Friday, September 14, 2007

REVIEWS: Sarah Caudwell and the Murder Mystery

Eleven days ago, a friend of mine posted this quotation:

"You will be interested to hear, Hilary, that it had a most remarkable effect—even on Selena after a very modest quantity. She cast off all conventional restraints and devoted herself without shame to the pleasure of the moment."

I asked for particulars of this uncharacteristic conduct.

"She took from her handbag a paperback edition of Pride and Prejudice and sat on the sofa reading it, declining all offers of conversation."

- Sarah Caudwell, The Shortest Way to Hades


Clearly an author after my own heart.

I've already tracked down and read two of Caudwell's four novels, and I've ordered the other two. They are classic British whodunits: gently witty, mannered little mysteries. The amateur sleuth is Professor Hilary Tamar, an Oxford don of enormous erudition and indeterminate gender, and the sleuth's sidekicks are a group of young barristers. (A brief dictionary of British legal terms may be useful to those unfamiliar with the British terminology of solicitors, barristers, chambers, and clerks.

The Shortest Way To Hades (1985) is a murder mystery written in a voice reminiscent of Miss Manners. Instead of realism, it offers a delightful escape and some wicked intellectual pleasures, including dramatic irony. Although the characters lack depth, they are far from stock characters; most of them are, in their own polite way, quite subversive of stereotypes.

The Sibyl In Her Grave (2000) was published posthumously, and it's a far more accomplished, complex, and subtle book. Beneath the prim voice, there lies a warm acceptance of the varieties of human sexual behavior and a deep understanding of both friendship and love, including a particular variety of exploitive and destructive love. The dramatis personae include an elderly vicar, several financiers, a fortune-teller and her wretched drudge of a niece, a lovesick carpenter, and a physiotherapist specializing in pains of the lower back. There is also Aunt Regina, a retired interior decorator with a warm heart who occasionally hints at having had an adventurous life.

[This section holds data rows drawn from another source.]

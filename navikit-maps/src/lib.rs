// Lint configuration for this crate
#![warn(missing_docs)]
#![warn(clippy::all)]
#![warn(clippy::pedantic)]
#![allow(clippy::module_name_repetitions)]
#![allow(clippy::must_use_candidate)]

//! # Navikit Maps
//!
//! Typed clients for the five Naver endpoints, over the gateway executor.
//!
//! Each endpoint module owns its wire types and the envelope-discriminant
//! check for that endpoint (the discriminant lives in a different place per
//! endpoint):
//!
//! - [`geocode`] - address → coordinates; top-level `status == "OK"`
//! - [`reverse_geocode`] - coordinates → address; nested `status.code == 0`
//! - [`directions`] - route planning; top-level `code == 0`, codes 1-5 map
//!   to distinct causes
//! - [`static_map`] - raster image; HTTP status is the only signal
//! - [`billing`] - usage/cost; `returnCode == "0"` under a named envelope
//!
//! [`MapsClient`] serves the first four with the API-key credential;
//! [`BillingClient`] serves the fifth with the HMAC-signed credential.

pub mod billing;
pub mod client;
pub mod directions;
pub mod endpoints;
pub mod error;
pub mod geocode;
pub mod reverse_geocode;
pub mod static_map;

// Re-export the clients and error
pub use billing::BillingClient;
pub use client::MapsClient;
pub use error::MapsError;

// Endpoint response types
pub use directions::{DirectionsRoute, RouteOption, RouteSummary};
pub use geocode::{GeocodeAddress, GeocodeResult};
pub use reverse_geocode::{ReverseGeocodeItem, ReverseGeocodeResult};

Especially given the artistry of her final novel, Ms. Caudwell's early death from cancer was a real loss. A classically educated barrister specializing in finance, she might seem like a stock character from the Golden Age of detective fiction, except that during those halcyon years her father was a prominent Communist journalist/soldier fighting in the Spanish Civil War and her mother was a nightclub singer in decadent Weimar Berlin. Just like Sally Bowles from Christopher Isherwood's Berlin Stories, for the very good reason that Jean Ross was the model for Sally Bowles—and thus for Liza Minnelli's character in Cabaret.

Jean Ross must have been a remarkable woman; she was also the inspiration for the classic song, "These Foolish Things.") But Jean Ross, the prototype for his fictional Sally Bowles, . . . turns out to be somewhat less vulnerable than portrayed by Julie Harris in I Am a Camera and Liza Minnelli in Cabaret. Says Isherwood: "Sally wasn't a victim, wasn't proletarian, was a mere self-indulgent upper-middle-class foreign tourist who could escape from Berlin whenever she chose." Perhaps not the easiest mother for an intellectual daughter, but also possibly a pleasure to spend time with -- something like Aunt Regina, in fact.

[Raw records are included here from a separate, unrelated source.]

impl McpServer {
    /// Builds the server and its endpoint clients from the configuration.
    ///
    /// The usage tool is registered only when the billing credential is
    /// configured.
    ///
    /// # Errors
    ///
    /// Fails only if the TLS backend cannot be initialized.
    pub fn new(config: &Config) -> Result<Self, MapsError> {
        let policy = config.retry_policy();
        let maps = MapsClient::new(
            config.naver.client_id.clone(),
            config.naver.client_secret.clone(),
            policy,
        )?;
        let billing = match &config.ncloud {
            Some(keys) => Some(BillingClient::new(
                keys.access_key.clone(),
                keys.secret_key.clone(),
                policy,
            )?),
            None => None,
        };
        Ok(Self { maps, billing })
    }

    /// Runs the stdio loop until stdin closes.
    ///
    /// # Errors
    ///
    /// Propagates stdio failures; individual request failures are answered
    /// in-protocol and never end the loop.
    pub async fn run(&self) -> anyhow::Result<()> {
        let mut lines = BufReader::new(tokio::io::stdin()).lines();
        let mut stdout = tokio::io::stdout();

        info!(
            billing = self.billing.is_some(),
            "MCP server listening on stdio"
        );

        while let Some(line) = lines.next_line().await? {
            if line.trim().is_empty() {
                continue;
            }
            if let Some(response) = self.handle_message(&line).await {
                let json = serde_json::to_string(&response)?;
                stdout.write_all(json.as_bytes()).await?;
                stdout.write_all(b"\n").await?;
                stdout.flush().await?;
            }
        }

        info!("stdin closed, shutting down");
        Ok(())
    }

    /// Handles one JSON-RPC message. Notifications get no response.
    async fn handle_message(&self, message: &str) -> Option<JsonRpcResponse> {
        let request: JsonRpcRequest = match serde_json::from_str(message) {
            Ok(request) => request,
            Err(e) => {
                warn!(error = %e, "unparseable request");
                return Some(JsonRpcResponse::error(
                    None,
                    error_codes::PARSE_ERROR,
                    format!("Failed to parse request: {e}"),
                ));
            }
        };

        // Notifications (no id) are acknowledged silently.
        let Some(id) = request.id else {
            return None;
        };

        let result = match request.method.as_str() {
            "initialize" => Ok(self.initialize_result()),
            "tools/list" => Ok(self.tools_list_result()),
            "tools/call" => self.handle_tool_call(request.params).await,
            other => Err((
                error_codes::METHOD_NOT_FOUND,
                format!("Method not found: {other}"),
            )),
        };

        Some(match result {
            Ok(value) => JsonRpcResponse::success(Some(id), value),
            Err((code, message)) => JsonRpcResponse::error(Some(id), code, message),
        })
    }

    fn initialize_result(&self) -> Value {
        let result = InitializeResult {
            protocol_version: PROTOCOL_VERSION.to_string(),
            capabilities: ServerCapabilities {
                tools: Some(ToolsCapability {
                    list_changed: false,
                }),
            },
            server_info: ServerInfo {
                name: SERVER_NAME.to_string(),
                version: SERVER_VERSION.to_string(),
            },
        };
        serde_json::to_value(result).unwrap_or(Value::Null)
    }

    fn tools_list_result(&self) -> Value {
        let mut tools = vec![
            Tool {
                name: "navermap_geocode".to_string(),
                description: "Convert an address to coordinates (longitude, latitude). Road and \
                              lot-number addresses both work."
                    .to_string(),
                input_schema: GeocodeInput::schema(),
            },
            Tool {
                name: "navermap_reverse_geocode".to_string(),
                description: "Convert a coordinate (longitude, latitude) to addresses: legal \
                              district, administrative district, lot address, road address."
                    .to_string(),
                input_schema: ReverseGeocodeInput::schema(),
            },
            Tool {
                name: "navermap_get_directions".to_string(),
                description: "Search a driving route between two points, with distance, \
                              duration, toll fare, taxi fare, and fuel cost."
                    .to_string(),
                input_schema: DirectionsInput::schema(),
            },
            Tool {
                name: "navermap_get_static_map".to_string(),
                description: "Render a static map image centered on a coordinate, with \
                              optional markers and paths."
                    .to_string(),
                input_schema: StaticMapInput::schema(),
            },
        ];
        if self.billing.is_some() {
            tools.push(Tool {
                name: "navermap_get_usage".to_string(),
                description: "Report monthly Naver Maps API usage, cost, and usage rate \
                              against the free-tier limits, with warnings."
                    .to_string(),
                input_schema: UsageInput::schema(),
            });
        }

        serde_json::to_value(ToolsListResult { tools }).unwrap_or(Value::Null)
    }

    async fn handle_tool_call(&self, params: Option<Value>) -> Result<Value, (i32, String)> {
        let params: ToolCallParams = params
            .map(serde_json::from_value)
            .transpose()
            .map_err(|e| {
                (
                    error_codes::INVALID_PARAMS,
                    format!("Invalid tool call params: {e}"),
                )
            })?
            .ok_or((error_codes::INVALID_PARAMS, "Missing params".to_string()))?;

        info!(tool = %params.name, "tool call");
        let result = self.call_tool(&params.name, params.arguments).await?;
        serde_json::to_value(result)
            .map_err(|e| (error_codes::INTERNAL_ERROR, format!("Serialization error: {e}")))
    }

    async fn call_tool(&self, name: &str, args: Value) -> Result<ToolCallResult, (i32, String)> {
        match name {
            "navermap_geocode" => Ok(self.geocode_tool(args).await),
            "navermap_reverse_geocode" => Ok(self.reverse_geocode_tool(args).await),
            "navermap_get_directions" => Ok(self.directions_tool(args).await),
            "navermap_get_static_map" => Ok(self.static_map_tool(args).await),
            "navermap_get_usage" => Ok(self.usage_tool(args).await),
            other => Err((
                error_codes::INVALID_PARAMS,
                format!("Unknown tool: {other}"),
            )),
        }
    }

    async fn geocode_tool(&self, args: Value) -> ToolCallResult {
        let input: GeocodeInput = match parse_args(args) {
            Ok(input) => input,
            Err(result) => return result,
        };
        let request = match input.into_request() {
            Ok(request) => request,
            Err(e) => return ToolCallResult::error(e.to_string()),
        };
        match self.maps.geocode(&request).await {
            Ok(result) => ToolCallResult::text(report::render_geocode(&result, &request.query)),
            Err(e) => ToolCallResult::error(failure_text(&e)),
        }
    }

    async fn reverse_geocode_tool(&self, args: Value) -> ToolCallResult {
        let input: ReverseGeocodeInput = match parse_args(args) {
            Ok(input) => input,
            Err(result) => return result,
        };
        let request = match input.into_request() {
            Ok(request) => request,
            Err(e) => return ToolCallResult::error(e.to_string()),
        };
        match self.maps.reverse_geocode(&request).await {
            Ok(result) => {
                ToolCallResult::text(report::render_reverse_geocode(&result, &request.coords))
            }
            Err(e) => ToolCallResult::error(failure_text(&e)),
        }
    }

    async fn directions_tool(&self, args: Value) -> ToolCallResult {
        let input: DirectionsInput = match parse_args(args) {
            Ok(input) => input,
            Err(result) => return result,
        };
        let request = match input.into_request() {
            Ok(request) => request,
            Err(e) => return ToolCallResult::error(e.to_string()),
        };
        match self.maps.directions(&request).await {
            Ok(routes) => ToolCallResult::text(report::render_directions(
                &routes,
                request.option,
                &request.start,
                &request.goal,
            )),
            Err(e) => ToolCallResult::error(failure_text(&e)),
        }
    }

    async fn static_map_tool(&self, args: Value) -> ToolCallResult {
        let input: StaticMapInput = match parse_args(args) {
            Ok(input) => input,
            Err(result) => return result,
        };
        let request = match input.into_request() {
            Ok(request) => request,
            Err(e) => return ToolCallResult::error(e.to_string()),
        };
        match self.maps.static_map(&request).await {
            Ok(image) => ToolCallResult::image(
                BASE64_STANDARD.encode(&image),
                "image/png".to_string(),
                report::render_static_map_summary(&request),
            ),
            Err(e) => ToolCallResult::error(failure_text(&e)),
        }
    }

    async fn usage_tool(&self, args: Value) -> ToolCallResult {
        let Some(billing) = &self.billing else {
            return ToolCallResult::error(
                "Usage lookup requires the NCLOUD_ACCESS_KEY and NCLOUD_SECRET_KEY \
                 environment variables."
                    .to_string(),
            );
        };

        let input: UsageInput = match parse_args(args) {
            Ok(input) => input,
            Err(result) => return result,
        };
        if let Err(e) = input.validate() {
            return ToolCallResult::error(e.to_string());
        }

        let month = input.month.unwrap_or_else(current_month);
        match billing.monthly_usage_report(&to_yyyymm(&month)).await {
            Ok(usage) => ToolCallResult::text(report::render_usage(&usage, &month)),
            Err(e) => ToolCallResult::error(failure_text(&e)),
        }
    }
}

Caudwell's father, Claud Cockburn, sired another daughter (by his first wife) and three sons (all radical journalists like Daddy). He may not have been present much during Sarah's upbringing, since his eldest son by his third wife is only two years younger than she is. But surely some of his talent was passed on to her; in addition to decades of radical left reporting, he wrote Beat the Devil, source of the John Huston/Humphrey Bogart movie, and several other novels.

(Note for Mitford-spotters: Esmond and Decca took shelter in his apartment when they eloped together.) [Note for everybody: I hope to hell there's a dropped line in that essay, because I do not want to think about "stuffy Lord Redesdale giving birth to all those sparky girls."]

Her half-siblings (and their descendants) apparently share the family wit and activism: Her half-sister Claudia Flanders, OBE, was an advocate for the disabled. Her half-brother Alexander Cockburn has written columns for the Nation and the Wall Street Journal. Andrew recently published a slender but scandal-packed biography of Donald Rumsfeld. And youngest half-brother Patrick has written a number of books, including what looks like a fascinating exploration of polio, which includes a class analysis of the disease.

Life in the shadow of such powerful parents and talented siblings can be difficult. I have no idea whether Sarah was the quiet child or the one all the rest admired (or both). What I do know is that she wrote at least one good light mystery novel and one superb mystery novel. Her complete bibliography also lists several short stories and two acrostic puzzles.

It's not enough.

1 comment:

Anonymous said...

I've just finished all four novels. I adore S.C.

I went looking for reviews and found yours. I've sent a link to your post to literate friends - it will help get them hooked.

Thank you for a most informative post.